- _What to do_: From the records below, copy out each line that has the word "domain".

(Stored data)
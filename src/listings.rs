//! Plumbing shared by every listing domain: the GeoJSON point stored on a
//! listing, structured addresses and opening hours, query-string parsing
//! with fallbacks and the radius filter applied to proximity searches.

use lazy_static::lazy_static;
use regex::Regex;
use serde::{Deserialize, Serialize};
use sqlx::{Postgres, QueryBuilder};

use crate::error::{ApiError, ApiResult};

/// GeoJSON `Point`, coordinates ordered `[longitude, latitude]`.
#[derive(Debug, Clone, Serialize, Deserialize, PartialEq)]
pub struct GeoPoint {
    #[serde(rename = "type", default = "point_type")]
    pub kind: String,
    pub coordinates: [f64; 2],
}

fn point_type() -> String {
    "Point".to_string()
}

impl GeoPoint {
    pub fn new(longitude: f64, latitude: f64) -> Self {
        Self {
            kind: point_type(),
            coordinates: [longitude, latitude],
        }
    }

    pub fn longitude(&self) -> f64 {
        self.coordinates[0]
    }

    pub fn latitude(&self) -> f64 {
        self.coordinates[1]
    }

    pub fn validate(&self) -> ApiResult<()> {
        if self.kind != "Point" {
            return Err(ApiError::BadRequest("Invalid location format".into()));
        }
        let [lng, lat] = self.coordinates;
        if !(-180.0..=180.0).contains(&lng) || !(-90.0..=90.0).contains(&lat) {
            return Err(ApiError::BadRequest(
                "Location coordinates are out of range".into(),
            ));
        }
        Ok(())
    }
}

/// Structured address stored as a JSONB sub-document. Which parts are
/// required varies by domain and is checked at creation time.
#[derive(Debug, Clone, Default, Serialize, Deserialize, PartialEq)]
pub struct Address {
    pub city: Option<String>,
    pub state: Option<String>,
    pub street: Option<String>,
    pub pincode: Option<String>,
}

impl Address {
    /// Shallow merge: fields present in `patch` replace the stored value,
    /// everything else is kept.
    pub fn merge(&mut self, patch: Address) {
        if patch.city.is_some() {
            self.city = patch.city;
        }
        if patch.state.is_some() {
            self.state = patch.state;
        }
        if patch.street.is_some() {
            self.street = patch.street;
        }
        if patch.pincode.is_some() {
            self.pincode = patch.pincode;
        }
    }
}

lazy_static! {
    static ref TIME_RE: Regex = Regex::new(r"^([01]\d|2[0-3]):([0-5]\d)(:[0-5]\d)?$").unwrap();
}

pub fn is_valid_time(value: &str) -> bool {
    TIME_RE.is_match(value)
}

/// Opening hours, `HH:MM` or `HH:MM:SS`.
#[derive(Debug, Clone, Serialize, Deserialize, PartialEq)]
#[serde(rename_all = "camelCase")]
pub struct Timings {
    pub opening_time: String,
    pub closing_time: String,
}

impl Timings {
    pub fn validate(&self) -> ApiResult<()> {
        if !is_valid_time(&self.opening_time) {
            return Err(ApiError::BadRequest("Invalid opening time format".into()));
        }
        if !is_valid_time(&self.closing_time) {
            return Err(ApiError::BadRequest("Invalid closing time format".into()));
        }
        Ok(())
    }

    pub fn apply(&mut self, patch: TimingsPatch) -> ApiResult<()> {
        if let Some(opening) = patch.opening_time {
            self.opening_time = opening;
        }
        if let Some(closing) = patch.closing_time {
            self.closing_time = closing;
        }
        self.validate()
    }
}

/// Partial update of [`Timings`]; untouched fields stay as stored.
#[derive(Debug, Clone, Deserialize)]
#[serde(rename_all = "camelCase")]
pub struct TimingsPatch {
    pub opening_time: Option<String>,
    pub closing_time: Option<String>,
}

/// One page of search results plus the size of the full filtered set.
#[derive(Debug, Serialize)]
pub struct ListPage<T: Serialize> {
    pub items: Vec<T>,
    pub total: i64,
}

// Malformed query-string numbers fall back to the default instead of
// failing the request.

pub fn parse_page(raw: &Option<String>) -> i64 {
    raw.as_deref()
        .and_then(|v| v.parse::<i64>().ok())
        .filter(|p| *p >= 1)
        .unwrap_or(1)
}

pub fn parse_limit(raw: &Option<String>) -> i64 {
    raw.as_deref()
        .and_then(|v| v.parse::<i64>().ok())
        .map(|l| l.max(1))
        .unwrap_or(10)
}

pub fn offset(page: i64, limit: i64) -> i64 {
    (page - 1) * limit
}

/// Resolved proximity filter: a centre point and a radius in metres.
#[derive(Debug, Clone, Copy, PartialEq)]
pub struct GeoFilter {
    pub lat: f64,
    pub lng: f64,
    pub radius_m: f64,
}

/// Builds the proximity filter from raw query parameters. Active only when
/// both coordinates parse; a missing or malformed radius falls back to the
/// domain default (kilometres, converted to metres here).
pub fn geo_filter(
    lat: &Option<String>,
    lng: &Option<String>,
    radius: &Option<String>,
    default_radius_km: f64,
) -> Option<GeoFilter> {
    let lat = lat.as_deref()?.parse::<f64>().ok()?;
    let lng = lng.as_deref()?.parse::<f64>().ok()?;
    let radius_km = radius
        .as_deref()
        .and_then(|v| v.parse::<f64>().ok())
        .unwrap_or(default_radius_km);
    Some(GeoFilter {
        lat,
        lng,
        radius_m: radius_km * 1000.0,
    })
}

/// Appends the earthdistance radius clause for tables carrying
/// `latitude`/`longitude` columns. The bounding-box test hits the GiST
/// index; the exact distance test trims the box corners.
pub fn push_radius_filter(qb: &mut QueryBuilder<'_, Postgres>, geo: &GeoFilter) {
    qb.push(" AND earth_box(ll_to_earth(")
        .push_bind(geo.lat)
        .push(", ")
        .push_bind(geo.lng)
        .push("), ")
        .push_bind(geo.radius_m)
        .push(") @> ll_to_earth(latitude, longitude)")
        .push(" AND earth_distance(ll_to_earth(")
        .push_bind(geo.lat)
        .push(", ")
        .push_bind(geo.lng)
        .push("), ll_to_earth(latitude, longitude)) <= ")
        .push_bind(geo.radius_m);
}

#[cfg(test)]
mod tests {
    use super::*;

    #[test]
    fn geo_point_roundtrip_and_accessors() {
        let p: GeoPoint =
            serde_json::from_str(r#"{"type":"Point","coordinates":[77.6,12.9]}"#).unwrap();
        assert_eq!(p.longitude(), 77.6);
        assert_eq!(p.latitude(), 12.9);
        assert!(p.validate().is_ok());
    }

    #[test]
    fn geo_point_type_defaults_to_point() {
        let p: GeoPoint = serde_json::from_str(r#"{"coordinates":[77.6,12.9]}"#).unwrap();
        assert_eq!(p.kind, "Point");
    }

    #[test]
    fn geo_point_rejects_out_of_range() {
        assert!(GeoPoint::new(181.0, 12.9).validate().is_err());
        assert!(GeoPoint::new(77.6, 91.0).validate().is_err());
    }

    #[test]
    fn address_merge_is_shallow() {
        let mut stored = Address {
            city: Some("Pune".into()),
            state: Some("Maharashtra".into()),
            street: Some("FC Road".into()),
            pincode: Some("411004".into()),
        };
        stored.merge(Address {
            city: Some("Mumbai".into()),
            ..Default::default()
        });
        assert_eq!(stored.city.as_deref(), Some("Mumbai"));
        assert_eq!(stored.state.as_deref(), Some("Maharashtra"));
        assert_eq!(stored.pincode.as_deref(), Some("411004"));
    }

    #[test]
    fn timings_validate_formats() {
        assert!(is_valid_time("09:30"));
        assert!(is_valid_time("23:59:59"));
        assert!(!is_valid_time("24:00"));
        assert!(!is_valid_time("9:30"));
        assert!(!is_valid_time("morning"));
    }

    #[test]
    fn timings_patch_keeps_unset_fields() {
        let mut t = Timings {
            opening_time: "08:00".into(),
            closing_time: "22:00".into(),
        };
        t.apply(TimingsPatch {
            opening_time: Some("09:00".into()),
            closing_time: None,
        })
        .unwrap();
        assert_eq!(t.opening_time, "09:00");
        assert_eq!(t.closing_time, "22:00");
    }

    #[test]
    fn timings_patch_rejects_bad_format() {
        let mut t = Timings {
            opening_time: "08:00".into(),
            closing_time: "22:00".into(),
        };
        assert!(t
            .apply(TimingsPatch {
                opening_time: Some("late".into()),
                closing_time: None,
            })
            .is_err());
    }

    #[test]
    fn pagination_falls_back_on_malformed_input() {
        assert_eq!(parse_page(&Some("2".into())), 2);
        assert_eq!(parse_page(&Some("abc".into())), 1);
        assert_eq!(parse_page(&Some("0".into())), 1);
        assert_eq!(parse_page(&None), 1);
        assert_eq!(parse_limit(&Some("25".into())), 25);
        assert_eq!(parse_limit(&Some("0".into())), 1);
        assert_eq!(parse_limit(&Some("x".into())), 10);
        assert_eq!(parse_limit(&None), 10);
        assert_eq!(offset(2, 10), 10);
    }

    #[test]
    fn geo_filter_requires_both_coordinates() {
        assert!(geo_filter(&Some("12.9".into()), &None, &None, 3.0).is_none());
        assert!(geo_filter(&None, &Some("77.6".into()), &None, 3.0).is_none());
    }

    #[test]
    fn geo_filter_converts_km_and_defaults() {
        let f = geo_filter(
            &Some("12.9".into()),
            &Some("77.6".into()),
            &Some("5".into()),
            3.0,
        )
        .unwrap();
        assert_eq!(f.radius_m, 5000.0);

        let f = geo_filter(&Some("12.9".into()), &Some("77.6".into()), &None, 3.0).unwrap();
        assert_eq!(f.radius_m, 3000.0);

        let f = geo_filter(
            &Some("12.9".into()),
            &Some("77.6".into()),
            &Some("x".into()),
            6.0,
        )
        .unwrap();
        assert_eq!(f.radius_m, 6000.0);
    }
}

- _Answer to this task_:
//! Plumbing shared by every listing domain: the GeoJSON point stored on a
/// required varies by domain and is checked at creation time.
/// domain default (kilometres, converted to metres here).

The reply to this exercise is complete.